About the Role
NVIDIA is looking for a Senior Software Engineer specializing in AI Inference to join our remote team. In this role, you will be responsible for optimizing and deploying AI models for high-performance inference on NVIDIA GPUs. This involves working on the entire inference stack, from model quantization and compression to developing efficient runtime engines and APIs. You will collaborate with researchers and product teams to bring state-of-the-art AI models from development to production, ensuring they perform optimally across various deployment scenarios. This is a critical role for enabling real-world applications of NVIDIA's AI technology.
Responsibilities
- Develop and optimize software for high-performance AI inference on NVIDIA GPUs.
- Work on model compression, quantization, and pruning techniques.
- Design and implement efficient AI inference runtime engines and APIs.

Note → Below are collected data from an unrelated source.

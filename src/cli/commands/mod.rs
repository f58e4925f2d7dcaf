pub mod config;
pub mod init;
pub mod run;
pub mod show;
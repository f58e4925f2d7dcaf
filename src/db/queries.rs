use crate::errors::AppResult;
use crate::models::elapsed::Elapsed;
use crate::models::row::Row;
use crate::ui::messages::warning;
use chrono::NaiveDate;
use rusqlite::{Connection, Result, Row as SqlRow, params};

pub fn load_rows_by_date(conn: &Connection, date: &NaiveDate) -> AppResult<Vec<Row>> {
    let mut stmt = conn.prepare(
        "SELECT name, tag, elapsed FROM time_keeper
         WHERE date = ?1
         ORDER BY id ASC",
    )?;

    let date_str = date.format("%Y-%m-%d").to_string();
    let rows = stmt.query_map([date_str], map_row)?;

    let mut out = Vec::new();
    for r in rows {
        out.push(r?);
    }
    Ok(out)
}

fn map_row(row: &SqlRow) -> Result<Row> {
    let name: String = row.get("name")?;
    let tag: String = row.get("tag")?;
    let elapsed_str: String = row.get("elapsed")?;

    // Fail closed: a malformed elapsed value becomes 00:00:00 instead of
    // poisoning tick arithmetic later.
    let elapsed = match Elapsed::parse(&elapsed_str) {
        Ok(e) => e,
        Err(_) => {
            warning(format!(
                "Malformed elapsed value '{}' in store, treating as 00:00:00",
                elapsed_str
            ));
            Elapsed::zero()
        }
    };

    Ok(Row {
        name,
        tag,
        elapsed,
        running: false,
    })
}

/// Full replace of the row set for one date: delete everything recorded
/// for `date`, then insert `rows` in order. The transaction makes the
/// rewrite crash-atomic.
pub fn replace_rows_for_date(
    conn: &mut Connection,
    date: &NaiveDate,
    rows: &[Row],
) -> AppResult<()> {
    let date_str = date.format("%Y-%m-%d").to_string();

    let tx = conn.transaction()?;
    tx.execute("DELETE FROM time_keeper WHERE date = ?1", [&date_str])?;
    for row in rows {
        tx.execute(
            "INSERT INTO time_keeper (name, tag, elapsed, date)
             VALUES (?1, ?2, ?3, ?4)",
            params![row.name, row.tag, row.elapsed.to_string(), date_str],
        )?;
    }
    tx.commit()?;
    Ok(())
}
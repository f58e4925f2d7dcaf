pub mod messages;
pub mod render;
pub mod shell;
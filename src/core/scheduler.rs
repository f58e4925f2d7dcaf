//! One-shot deferred tick queue.
//!
//! Each running row keeps itself alive through a chain of one-shot
//! entries: firing a tick schedules the next one only while the row is
//! still running. Stopping a row is simply ceasing to reschedule; a
//! stale entry that fires afterwards is discarded by the running-flag
//! guard in the registry.

use std::time::{Duration, Instant};

/// Delay between two ticks of a running row.
pub const TICK_INTERVAL: Duration = Duration::from_secs(1);

#[derive(Debug, Default)]
pub struct TickScheduler {
    pending: Vec<(usize, Instant)>,
}

impl TickScheduler {
    pub fn new() -> Self {
        Self::default()
    }

    /// Queue one tick for `index`, due after `delay`.
    pub fn schedule(&mut self, index: usize, delay: Duration) {
        self.pending.push((index, Instant::now() + delay));
    }

    /// Earliest pending deadline, if any.
    pub fn next_deadline(&self) -> Option<Instant> {
        self.pending.iter().map(|(_, at)| *at).min()
    }

    /// Remove and return the indices of all entries due at `now`,
    /// in deadline order.
    pub fn take_due(&mut self, now: Instant) -> Vec<usize> {
        let mut due: Vec<(usize, Instant)> = Vec::new();
        self.pending.retain(|&(index, at)| {
            if at <= now {
                due.push((index, at));
                false
            } else {
                true
            }
        });
        due.sort_by_key(|&(_, at)| at);
        due.into_iter().map(|(index, _)| index).collect()
    }

    pub fn is_idle(&self) -> bool {
        self.pending.is_empty()
    }

    /// Drop every pending entry (used when reset stops all timers).
    pub fn clear(&mut self) {
        self.pending.clear();
    }
}
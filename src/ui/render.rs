//! Terminal rendering of a registry snapshot.
//!
//! The UI reads a snapshot from the registry; it never holds state of
//! its own beyond what it is handed here.

use crate::core::registry::RegistrySnapshot;
use crate::utils::date;
use ansi_term::Colour;
use chrono::NaiveDate;

/// Window-title line: prefix, active date, live wall clock. The clock is
/// independent of any row timer.
pub fn title(prefix: &str, day: NaiveDate) -> String {
    format!("{} - {} - {}", prefix, day.format("%Y-%m-%d"), date::now_hms())
}

/// Label for the toggle action on a row: what a toggle would do next,
/// like a Start/Stop button.
pub fn action_label(running: bool) -> &'static str {
    if running { "Stop" } else { "Start" }
}

/// Render the full snapshot as a small table.
pub fn print_snapshot(title_prefix: &str, snap: &RegistrySnapshot) {
    println!("{}", Colour::Cyan.bold().paint(title(title_prefix, snap.date)));

    if snap.edit_mode {
        println!("{}", Colour::Green.paint("[edit mode ON - names unlocked]"));
    }

    println!("  #  {:<20} {:<12} {:<10}", "name", "tag", "elapsed");
    for (i, row) in snap.rows.iter().enumerate() {
        let line = format!(
            "  {}  {:<20} {:<12} {:<10} [{}]",
            i,
            row.name,
            row.tag,
            row.elapsed,
            action_label(row.running),
        );
        if row.running {
            println!("{}", Colour::Green.paint(line));
        } else {
            println!("{}", line);
        }
    }
}

pub fn print_help() {
    println!("Commands:");
    println!("  add | +              append a row");
    println!("  name <i> <text>      rename row i (needs edit mode)");
    println!("  tag <i> <values>     set row i's tag (comma-separated values)");
    println!("  start|stop <i>       toggle row i's timer");
    println!("  edit                 toggle edit mode");
    println!("  reset                clear all rows down to one (asks y/N)");
    println!("  show | ls            print the table");
    println!("  quit | exit          save and leave");
}
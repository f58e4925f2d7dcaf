//! Unified application error type.
//! All modules (db, core, cli, ui) return AppError to keep the error
//! handling consistent and easy to manage.

use std::io;
use thiserror::Error;

#[derive(Error, Debug)]
pub enum AppError {
    // ---------------------------
    // IO
    // ---------------------------
    #[error("I/O error: {0}")]
    Io(#[from] io::Error),

    // ---------------------------
    // Database-related
    // ---------------------------
    #[error("Database error: {0}")]
    Db(#[from] rusqlite::Error),

    // ---------------------------
    // Parsing errors
    // ---------------------------
    #[error("Invalid date format: {0}")]
    InvalidDate(String),

    #[error("Invalid elapsed time: {0}")]
    InvalidElapsed(String),

    // ---------------------------
    // Logic errors
    // ---------------------------
    #[error("Names are locked: enable edit mode first")]
    EditLocked,

    #[error("No row at index {0}")]
    InvalidRow(usize),

    // ---------------------------
    // Config errors
    // ---------------------------
    #[error("Configuration error: {0}")]
    Config(String),

    // ---------------------------
    // Generic fallback
    // ---------------------------
    #[error("Internal error: {0}")]
    Other(String),
}

pub type AppResult<T> = Result<T, AppError>;
//! Path utilities: expand ~ in configured paths.

use std::path::PathBuf;

pub fn expand_tilde(path: &str) -> PathBuf {
    if path.starts_with("~/")
        && let Some(home) = dirs::home_dir()
    {
        return home.join(path.trim_start_matches("~/"));
    }
    PathBuf::from(path)
}
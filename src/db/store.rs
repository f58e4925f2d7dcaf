//! SQLite-backed [`DayStore`].

use crate::core::store::DayStore;
use crate::db::initialize::init_db;
use crate::db::pool::DbPool;
use crate::db::queries::{load_rows_by_date, replace_rows_for_date};
use crate::errors::AppResult;
use crate::models::row::Row;
use chrono::NaiveDate;

pub struct SqliteDayStore {
    pool: DbPool,
}

impl SqliteDayStore {
    /// Open the database at `path`, ensuring the schema exists.
    pub fn open(path: &str) -> AppResult<Self> {
        let pool = DbPool::new(path)?;
        init_db(&pool.conn)?;
        Ok(Self { pool })
    }
}

impl DayStore for SqliteDayStore {
    fn load_rows(&mut self, date: &NaiveDate) -> AppResult<Vec<Row>> {
        load_rows_by_date(&self.pool.conn, date)
    }

    fn save_rows(&mut self, date: &NaiveDate, rows: &[Row]) -> AppResult<()> {
        replace_rows_for_date(&mut self.pool.conn, date, rows)
    }
}
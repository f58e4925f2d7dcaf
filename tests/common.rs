#![allow(dead_code)]
use assert_cmd::{Command, cargo_bin_cmd};
use std::env;
use std::fs;
use std::path::PathBuf;

pub fn tk() -> Command {
    cargo_bin_cmd!("timekeeper")
}

/// Create a unique test DB path inside the system temp dir and remove any existing file
pub fn setup_test_db(name: &str) -> String {
    let mut path: PathBuf = env::temp_dir();
    path.push(format!("{}_timekeeper.sqlite", name));
    let db_path = path.to_string_lossy().to_string();
    fs::remove_file(&db_path).ok();
    db_path
}
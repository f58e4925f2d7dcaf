use crate::errors::{AppError, AppResult};
use chrono::NaiveDate;

pub fn today() -> NaiveDate {
    chrono::Local::now().date_naive()
}

pub fn parse_date(s: &str) -> AppResult<NaiveDate> {
    NaiveDate::parse_from_str(s, "%Y-%m-%d").map_err(|_| AppError::InvalidDate(s.to_string()))
}

/// Current wall-clock time, for the window title line.
pub fn now_hms() -> String {
    chrono::Local::now().format("%H:%M:%S").to_string()
}
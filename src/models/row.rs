//! One trackable entry in the day tracker.
//! Plain data, kept separate from any rendering concern.

use crate::models::elapsed::Elapsed;

#[derive(Debug, Clone, Default, PartialEq, Eq)]
pub struct Row {
    /// Free-text label, mutable only while edit mode is on.
    pub name: String,
    /// Short label stored verbatim (entered as comma-separated values).
    pub tag: String,
    pub elapsed: Elapsed,
    pub running: bool,
}

impl Row {
    pub fn new() -> Self {
        Self::default()
    }
}
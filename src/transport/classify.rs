//! Map HTTP failures onto the [`TransportError`] taxonomy.
//!
//! Google APIs report failures as
//! `{"error": {"code": 403, "message": "...", "errors": [{"reason": "quotaExceeded", ...}]}}`.
//! The first `reason` refines the status code.

use super::TransportError;
use reqwest::StatusCode;
use serde::Deserialize;

#[derive(Debug, Deserialize)]
struct ErrorEnvelope {
    error: ErrorBody,
}

#[derive(Debug, Deserialize)]
struct ErrorBody {
    #[serde(default)]
    message: String,
    #[serde(default)]
    errors: Vec<ErrorDetail>,
}

#[derive(Debug, Deserialize)]
struct ErrorDetail {
    #[serde(default)]
    reason: String,
}

/// Reason and message extracted from an error body
#[derive(Debug, Clone, Default, PartialEq, Eq)]
pub struct ApiErrorDetail {
    /// First `errors[].reason`, if any
    pub reason: Option<String>,
    /// Top-level `error.message`, or the raw body when it is not JSON
    pub message: String,
}

/// Extract the reason and message from a Google API error body
pub fn parse_error_body(body: &str) -> ApiErrorDetail {
    match serde_json::from_str::<ErrorEnvelope>(body) {
        Ok(envelope) => ApiErrorDetail {
            reason: envelope
                .error
                .errors
                .into_iter()
                .map(|e| e.reason)
                .find(|r| !r.is_empty()),
            message: envelope.error.message,
        },
        Err(_) => ApiErrorDetail {
            reason: None,
            message: body.chars().take(200).collect(),
        },
    }
}

/// Classify a non-success HTTP response
pub fn classify_status(status: StatusCode, body: &str) -> TransportError {
    let detail = parse_error_body(body);
    let reason = detail.reason.as_deref().unwrap_or("");
    let message = if reason.is_empty() {
        format!("HTTP {}: {}", status.as_u16(), detail.message)
    } else {
        format!("HTTP {} ({reason}): {}", status.as_u16(), detail.message)
    };

    match status.as_u16() {
        401 => TransportError::Unauthorized(message),
        403 => match reason {
            "quotaExceeded" | "dailyLimitExceeded" => TransportError::QuotaExceeded(message),
            "rateLimitExceeded" | "userRateLimitExceeded" => TransportError::Transient(message),
            "liveChatEnded" | "liveChatDisabled" => TransportError::Fatal(message),
            _ => TransportError::Forbidden(message),
        },
        404 => TransportError::NotFound(message),
        408 | 429 => TransportError::Transient(message),
        code if code >= 500 => TransportError::Transient(message),
        _ => TransportError::Fatal(message),
    }
}

/// Classify a request that failed before a status was received
pub fn classify_request_error(err: &reqwest::Error) -> TransportError {
    if err.is_timeout() {
        TransportError::Transient(format!("request timed out: {err}"))
    } else if err.is_connect() || err.is_request() || err.is_body() {
        TransportError::Transient(format!("network error: {err}"))
    } else if err.is_decode() {
        TransportError::Transient(format!("failed to decode response: {err}"))
    } else if err.is_builder() {
        TransportError::Fatal(format!("invalid request: {err}"))
    } else {
        TransportError::Transient(format!("network error: {err}"))
    }
}
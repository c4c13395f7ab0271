//! YouTube Data API v3 live chat endpoints and quota costs
//!
//! Every call is charged against the project's daily quota:
//!
//! | Operation | Cost |
//! |---|---|
//! | `liveChatMessages.list` | 5 |
//! | `liveChatMessages.insert` / `.delete` | 50 |
//! | `liveChatBans.insert` / `.delete` | 50 |
//! | `liveChatModerators.insert` / `.delete` | 50 |

use super::Mutation;

/// Base URL of the Data API
pub const BASE_URL: &str = "https://www.googleapis.com/youtube/v3";

/// Chat messages collection (list, insert, delete)
pub const MESSAGES_PATH: &str = "/liveChat/messages";

/// Chat bans collection (insert, delete)
pub const BANS_PATH: &str = "/liveChat/bans";

/// Chat moderators collection (insert, delete)
pub const MODERATORS_PATH: &str = "/liveChat/moderators";

/// Resource parts requested when listing messages
pub const MESSAGE_PARTS: &str = "id,snippet,authorDetails";

/// Page size requested when listing messages (API maximum)
pub const MAX_RESULTS: u32 = 2000;

/// Quota cost of one `liveChatMessages.list` call
pub const FETCH_COST: u64 = 5;

/// Quota cost of any insert or delete
pub const WRITE_COST: u64 = 50;

/// Quota cost of `mutation`
pub fn mutation_cost(mutation: &Mutation) -> u64 {
    match mutation {
        Mutation::SendMessage { .. }
        | Mutation::DeleteMessage { .. }
        | Mutation::Ban { .. }
        | Mutation::Timeout { .. }
        | Mutation::Unban { .. }
        | Mutation::AddModerator { .. }
        | Mutation::RemoveModerator { .. } => WRITE_COST,
    }
}

/// Collection path a mutation targets
pub fn mutation_path(mutation: &Mutation) -> &'static str {
    match mutation {
        Mutation::SendMessage { .. } | Mutation::DeleteMessage { .. } => MESSAGES_PATH,
        Mutation::Ban { .. } | Mutation::Timeout { .. } | Mutation::Unban { .. } => BANS_PATH,
        Mutation::AddModerator { .. } | Mutation::RemoveModerator { .. } => MODERATORS_PATH,
    }
}
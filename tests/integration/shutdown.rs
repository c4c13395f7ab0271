use std::time::Duration;

use livechat_engine::shutdown::{ShutdownCoordinator, Wait};

#[tokio::test]
async fn shutdown_notifies_waiters() {
    let shutdown = ShutdownCoordinator::shared();
    let waiter = {
        let handle = shutdown.clone();
        tokio::spawn(async move {
            handle.wait_for_shutdown().await;
            true
        })
    };

    // Give the task time to start waiting
    tokio::time::sleep(Duration::from_millis(50)).await;
    shutdown.request_shutdown();

    let result = tokio::time::timeout(Duration::from_secs(1), waiter).await;
    assert!(result.is_ok());
}

/// Shutdown requested before anyone waits must still release the waiter.
#[tokio::test]
async fn shutdown_before_wait_does_not_deadlock() {
    let shutdown = ShutdownCoordinator::shared();
    shutdown.request_shutdown();

    let handle = shutdown.clone();
    let waiter = tokio::spawn(async move {
        handle.wait_for_shutdown().await;
        true
    });

    let result = tokio::time::timeout(Duration::from_secs(1), waiter).await;
    assert!(result.is_ok(), "wait_for_shutdown() deadlocked despite shutdown already requested");
}

#[tokio::test]
async fn shutdown_concurrent_waiters_all_notified() {
    let shutdown = ShutdownCoordinator::shared();

    let mut waiters = Vec::new();
    for _ in 0..10 {
        let handle = shutdown.clone();
        waiters.push(tokio::spawn(async move {
            handle.wait_for_shutdown().await;
        }));
    }

    tokio::time::sleep(Duration::from_millis(10)).await;
    shutdown.request_shutdown();

    for waiter in waiters {
        let result = tokio::time::timeout(Duration::from_secs(1), waiter).await;
        assert!(result.is_ok(), "A waiter was not notified of shutdown");
    }
}

#[tokio::test(start_paused = true)]
async fn shutdown_cuts_long_sleep_short() {
    let shutdown = ShutdownCoordinator::shared();
    let sleeper = {
        let handle = shutdown.clone();
        tokio::spawn(async move { handle.sleep(Duration::from_secs(3600)).await })
    };

    tokio::time::sleep(Duration::from_secs(1)).await;
    let start = tokio::time::Instant::now();
    shutdown.request_shutdown();

    assert_eq!(sleeper.await.unwrap(), Wait::Cancelled);
    assert!(start.elapsed() < Duration::from_secs(1));
}

#[tokio::test]
async fn shutdown_drops_pending_future() {
    let shutdown = ShutdownCoordinator::shared();
    let runner = {
        let handle = shutdown.clone();
        tokio::spawn(async move {
            handle
                .run_until_shutdown(std::future::pending::<()>())
                .await
        })
    };

    tokio::time::sleep(Duration::from_millis(10)).await;
    shutdown.request_shutdown();

    let result = tokio::time::timeout(Duration::from_secs(1), runner)
        .await
        .expect("runner did not observe shutdown")
        .unwrap();
    assert_eq!(result, None);
}
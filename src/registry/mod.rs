//! Subscriber callback registry
//!
//! Callbacks are keyed by [`EventKind`] and identified by an opaque
//! [`SubscriptionToken`]. Publishing snapshots the matching callbacks and
//! releases the table lock before invoking any of them, so handlers may
//! subscribe, unsubscribe or publish re-entrantly and a slow handler never
//! blocks registry mutation from other threads.
//!
//! Each invocation runs inside its own unwind boundary. A panicking callback is
//! converted into an [`Event::EngineError`] with kind
//! [`ErrorKind::HandlerPanic`] and delivered to error subscribers; delivery of
//! the original event continues with the next callback.

use crate::metrics;
use crate::{
    ConnectionClosed, ConnectionOpened, EngineErrorEvent, ErrorKind, ErrorSource, Event, EventKind,
    GiftMembershipEvent, GiftMembershipReceivedEvent, MembershipEvent, MembershipMilestoneEvent,
    MessageDeleted, SuperChatEvent, SuperStickerEvent, TextMessage, UserBanned,
};
use parking_lot::RwLock;
use std::any::Any;
use std::collections::HashMap;
use std::panic::{self, AssertUnwindSafe};
use std::sync::atomic::{AtomicU64, Ordering};
use std::sync::Arc;
use tracing::{error, warn};

/// Type-erased subscriber callback
pub type Handler = Arc<dyn Fn(&Event) + Send + Sync>;

/// Opaque handle returned by subscribe calls
#[derive(Debug, Clone, Copy, PartialEq, Eq, Hash, PartialOrd, Ord)]
pub struct SubscriptionToken(u64);

/// Where a subscription is routed
#[derive(Debug, Clone, Copy)]
enum Route {
    Kind(EventKind),
    All,
}

#[derive(Default)]
struct Table {
    by_kind: HashMap<EventKind, Vec<(SubscriptionToken, Handler)>>,
    all: Vec<(SubscriptionToken, Handler)>,
    routes: HashMap<SubscriptionToken, Route>,
}

/// Registry of subscriber callbacks keyed by event kind
pub struct HandlerRegistry {
    table: RwLock<Table>,
    next_id: AtomicU64,
}

impl Default for HandlerRegistry {
    fn default() -> Self {
        Self::new()
    }
}

impl std::fmt::Debug for HandlerRegistry {
    fn fmt(&self, f: &mut std::fmt::Formatter<'_>) -> std::fmt::Result {
        f.debug_struct("HandlerRegistry")
            .field("subscriptions", &self.len())
            .finish()
    }
}

impl HandlerRegistry {
    /// Create an empty registry
    pub fn new() -> Self {
        Self {
            table: RwLock::new(Table::default()),
            next_id: AtomicU64::new(1),
        }
    }

    /// Create an empty registry wrapped in [`Arc`]
    pub fn shared() -> Arc<Self> {
        Arc::new(Self::new())
    }

    /// Register `callback` for events of `kind`
    pub fn subscribe<F>(&self, kind: EventKind, callback: F) -> SubscriptionToken
    where
        F: Fn(&Event) + Send + Sync + 'static,
    {
        let token = self.next_token();
        let mut table = self.table.write();
        table
            .by_kind
            .entry(kind)
            .or_default()
            .push((token, Arc::new(callback)));
        table.routes.insert(token, Route::Kind(kind));
        token
    }

    /// Register `callback` for every event kind
    pub fn subscribe_all<F>(&self, callback: F) -> SubscriptionToken
    where
        F: Fn(&Event) + Send + Sync + 'static,
    {
        let token = self.next_token();
        let mut table = self.table.write();
        table.all.push((token, Arc::new(callback)));
        table.routes.insert(token, Route::All);
        token
    }

    /// Register a callback for one payload type
    ///
    /// ```
    /// use livechat_engine::{HandlerRegistry, SuperChatEvent};
    ///
    /// let registry = HandlerRegistry::new();
    /// registry.on(|event: &SuperChatEvent| {
    ///     println!("{} sent {}", event.meta.author.display_name, event.money.display);
    /// });
    /// ```
    pub fn on<T, F>(&self, callback: F) -> SubscriptionToken
    where
        T: EventPayload,
        F: Fn(&T) + Send + Sync + 'static,
    {
        self.subscribe(T::KIND, move |event| {
            if let Some(payload) = T::from_event(event) {
                callback(payload);
            }
        })
    }

    /// Remove a subscription. Returns `false` when the token is unknown or
    /// was already removed.
    pub fn unsubscribe(&self, token: SubscriptionToken) -> bool {
        let mut table = self.table.write();
        let Some(route) = table.routes.remove(&token) else {
            return false;
        };

        match route {
            Route::Kind(kind) => {
                if let Some(entries) = table.by_kind.get_mut(&kind) {
                    entries.retain(|(t, _)| *t != token);
                    if entries.is_empty() {
                        table.by_kind.remove(&kind);
                    }
                }
            }
            Route::All => table.all.retain(|(t, _)| *t != token),
        }
        true
    }

    /// Remove every subscription
    pub fn clear(&self) {
        let mut table = self.table.write();
        table.by_kind.clear();
        table.all.clear();
        table.routes.clear();
    }

    /// Number of live subscriptions
    pub fn len(&self) -> usize {
        self.table.read().routes.len()
    }

    /// Whether no subscriptions exist
    pub fn is_empty(&self) -> bool {
        self.len() == 0
    }

    /// Number of callbacks that would receive an event of `kind`
    pub fn subscriber_count(&self, kind: EventKind) -> usize {
        let table = self.table.read();
        table.by_kind.get(&kind).map_or(0, Vec::len) + table.all.len()
    }

    /// Deliver `event` to every callback registered for its kind, then to
    /// every all-kinds callback. Returns the number of callbacks that
    /// completed without panicking.
    pub fn publish(&self, event: &Event) -> usize {
        let kind = event.kind();
        let handlers = self.snapshot(kind);
        metrics::record_event_published(&kind.to_string());

        let mut delivered = 0;
        for (token, handler) in handlers {
            match panic::catch_unwind(AssertUnwindSafe(|| handler(event))) {
                Ok(()) => delivered += 1,
                Err(payload) => self.handle_panic(kind, token, payload),
            }
        }
        delivered
    }

    fn snapshot(&self, kind: EventKind) -> Vec<(SubscriptionToken, Handler)> {
        let table = self.table.read();
        table
            .by_kind
            .get(&kind)
            .into_iter()
            .flatten()
            .chain(table.all.iter())
            .map(|(token, handler)| (*token, Arc::clone(handler)))
            .collect()
    }

    fn handle_panic(&self, kind: EventKind, token: SubscriptionToken, payload: Box<dyn Any + Send>) {
        let message = panic_message(payload.as_ref());
        metrics::record_handler_panic(&kind.to_string());

        if kind == EventKind::EngineError {
            // An error handler failing again would recurse forever; log only.
            error!(
                subscription = token.0,
                panic = %message,
                "Error handler panicked"
            );
            return;
        }

        warn!(
            subscription = token.0,
            kind = %kind,
            panic = %message,
            "Event handler panicked"
        );
        let error = EngineErrorEvent::new(
            ErrorSource::Handler,
            ErrorKind::HandlerPanic,
            format!("handler for {kind} panicked: {message}"),
            false,
        );
        self.publish(&Event::EngineError(error));
    }

    fn next_token(&self) -> SubscriptionToken {
        SubscriptionToken(self.next_id.fetch_add(1, Ordering::SeqCst))
    }
}

fn panic_message(payload: &(dyn Any + Send)) -> String {
    if let Some(s) = payload.downcast_ref::<&str>() {
        (*s).to_string()
    } else if let Some(s) = payload.downcast_ref::<String>() {
        s.clone()
    } else {
        "non-string panic payload".to_string()
    }
}

/// A payload type carried by exactly one [`Event`] variant
pub trait EventPayload: Send + Sync + 'static {
    /// Kind of the carrying variant
    const KIND: EventKind;

    /// Borrow the payload if `event` is the carrying variant
    fn from_event(event: &Event) -> Option<&Self>;
}

macro_rules! impl_event_payload {
    ($($ty:ty => $variant:ident),* $(,)?) => {
        $(
            impl EventPayload for $ty {
                const KIND: EventKind = EventKind::$variant;

                fn from_event(event: &Event) -> Option<&Self> {
                    match event {
                        Event::$variant(inner) => Some(inner),
                        _ => None,
                    }
                }
            }
        )*
    };
}

impl_event_payload! {
    TextMessage => TextMessage,
    SuperChatEvent => SuperChat,
    SuperStickerEvent => SuperSticker,
    MembershipEvent => Membership,
    MembershipMilestoneEvent => MembershipMilestone,
    GiftMembershipEvent => GiftMembership,
    GiftMembershipReceivedEvent => GiftMembershipReceived,
    MessageDeleted => MessageDeleted,
    UserBanned => UserBanned,
    ConnectionOpened => ConnectionOpened,
    ConnectionClosed => ConnectionClosed,
    EngineErrorEvent => EngineError,
}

- Profile and analyze performance bottlenecks in inference workloads.
- Collaborate with AI researchers to integrate new models and features.
- Ensure robust and scalable deployment of AI models.
Requirements
- BS/MS in Computer Science, Electrical Engineering, or a related field.
- 5+ years of experience in software development, with significant focus on AI/ML inference.
- Strong programming skills in C++ and Python.
- Experience with deep learning frameworks (TensorFlow, PyTorch) and AI inference platforms (TensorRT, ONNX Runtime).
- Familiarity with GPU programming (CUDA).
- Solid understanding of computer architecture and performance optimization.
Qualifications
- Experience with distributed systems and cloud deployments.
- Knowledge of various hardware platforms for AI inference.
- Contributions to open-source AI projects.
Benefits
Competitive salary, comprehensive health benefits, retirement plans, paid time off, and opportunities for professional growth in a leading AI company. Flexible remote work environment.